- Records to use -
//! # lightbnb-core: Pure Domain Logic for LightBnB
//!
//! Everything the data layer needs that does not touch a database:
//! row types, money conversion, validation, and the property search
//! query builder.
//!
//! ## Architecture Position
//! ```text
//! ┌─────────────────────────────────────────────────────────────────────────┐
//! │                        LightBnB Data Flow                               │
//! │                                                                         │
//! │  Web application (routes, sessions, auth - out of scope)               │
//! │       │                                                                 │
//! │       │  PropertyFilter { city: "Van", minimum_rating: 4, .. }          │
//! │       ▼                                                                 │
//! │  ┌─────────────────────────────────────────────────────────────────┐   │
//! │  │               ★ lightbnb-core (THIS CRATE) ★                    │   │
//! │  │                                                                 │   │
//! │  │   ┌───────────┐  ┌───────────┐  ┌───────────┐  ┌───────────┐  │   │
//! │  │   │   types   │  │   money   │  │  search   │  │ validation│  │   │
//! │  │   │   User    │  │   Money   │  │ Predicate │  │   rules   │  │   │
//! │  │   │ Property  │  │  ×100     │  │ Statement │  │  checks   │  │   │
//! │  │   └───────────┘  └───────────┘  └───────────┘  └───────────┘  │   │
//! │  │                                                                 │   │
//! │  │   NO I/O • NO DATABASE • NO NETWORK • PURE FUNCTIONS           │   │
//! │  └─────────────────────────────────────────────────────────────────┘   │
//! │                                │                                        │
//! │  ┌─────────────────────────────▼───────────────────────────────────┐   │
//! │  │                 lightbnb-db (Database Layer)                    │   │
//! │  │           SQLite pool, migrations, repositories                 │   │
//! │  └─────────────────────────────────────────────────────────────────┘   │
//! └─────────────────────────────────────────────────────────────────────────┘
//! ```
//!
//! ## Modules
//!
//! - [`types`] - Row and insert types (User, Property, Reservation, Review)
//! - [`money`] - Money type stored in minor units
//! - [`search`] - Property filter and the query builder
//! - [`validation`] - Input validation
//! - [`error`] - Domain error types
//!
//! ## Example Usage
//!
//! ```rust
//! use lightbnb_core::search::{PropertyFilter, PropertySearch};
//!
//! let filter = PropertyFilter {
//!     city: Some("Vancouver".to_string()),
//!     minimum_rating: Some(4.0),
//!     ..Default::default()
//! };
//!
//! let statement = PropertySearch::from_filter(&filter)?.limit(5).build();
//! assert_eq!(statement.params().len(), 3);
//! # Ok::<(), lightbnb_core::CoreError>(())
//! ```

pub mod error;
pub mod money;
pub mod search;
pub mod types;
pub mod validation;

pub use error::{CoreError, ValidationError};
pub use money::Money;
pub use search::{PropertyFilter, PropertySearch, QueryParam, SearchPredicate, Statement};
pub use types::*;

/// Number of rows returned when the caller does not ask for a limit.
pub const DEFAULT_RESULT_LIMIT: u32 = 10;

/// Highest rating a guest can leave on a property.
pub const MAX_RATING: i64 = 5;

- Exercise brief -
Reproduce the whole listing, exactly.

- Your response -
//! # lightbnb-core: Pure Domain Logic for LightBnB
//!
//! Everything the data layer needs that does not touch a database:
//! row types, money conversion, validation, and the property search
//! query builder.
//!
//! ## Architecture Position
//! ```text
//! ┌─────────────────────────────────────────────────────────────────────────┐
//! │                        LightBnB Data Flow                               │
//! │                                                                         │
//! │  Web application (routes, sessions, auth - out of scope)               │
//! │       │                                                                 │
//! │       │  PropertyFilter { city: "Van", minimum_rating: 4, .. }          │
//! │       ▼                                                                 │
//! │  ┌─────────────────────────────────────────────────────────────────┐   │
//! │  │               ★ lightbnb-core (THIS CRATE) ★                    │   │
//! │  │                                                                 │   │
//! │  │   ┌───────────┐  ┌───────────┐  ┌───────────┐  ┌───────────┐  │   │
//! │  │   │   types   │  │   money   │  │  search   │  │ validation│  │   │
//! │  │   │   User    │  │   Money   │  │ Predicate │  │   rules   │  │   │
//! │  │   │ Property  │  │  ×100     │  │ Statement │  │  checks   │  │   │
//! │  │   └───────────┘  └───────────┘  └───────────┘  └───────────┘  │   │
//! │  │                                                                 │   │
//! │  │   NO I/O • NO DATABASE • NO NETWORK • PURE FUNCTIONS           │   │
//! │  └─────────────────────────────────────────────────────────────────┘   │
//! │                                │                                        │
//! │  ┌─────────────────────────────▼───────────────────────────────────┐   │
//! │  │                 lightbnb-db (Database Layer)                    │   │
//! │  │           SQLite pool, migrations, repositories                 │   │
//! │  └─────────────────────────────────────────────────────────────────┘   │
//! └─────────────────────────────────────────────────────────────────────────┘
//! ```
//!
//! ## Modules
//!
//! - [`types`] - Row and insert types (User, Property, Reservation, Review)
//! - [`money`] - Money type stored in minor units
//! - [`search`] - Property filter and the query builder
//! - [`validation`] - Input validation
//! - [`error`] - Domain error types
//!
//! ## Example Usage
//!
//! ```rust
//! use lightbnb_core::search::{PropertyFilter, PropertySearch};
//!
//! let filter = PropertyFilter {
//!     city: Some("Vancouver".to_string()),
//!     minimum_rating: Some(4.0),
//!     ..Default::default()
//! };
//!
//! let statement = PropertySearch::from_filter(&filter)?.limit(5).build();
//! assert_eq!(statement.params().len(), 3);
//! # Ok::<(), lightbnb_core::CoreError>(())
//! ```

pub mod error;
pub mod money;
pub mod search;
pub mod types;
pub mod validation;

pub use error::{CoreError, ValidationError};
pub use money::Money;
pub use search::{PropertyFilter, PropertySearch, QueryParam, SearchPredicate, Statement};
pub use types::*;

/// Number of rows returned when the caller does not ask for a limit.
pub const DEFAULT_RESULT_LIMIT: u32 = 10;

/// Highest rating a guest can leave on a property.
pub const MAX_RATING: i64 = 5;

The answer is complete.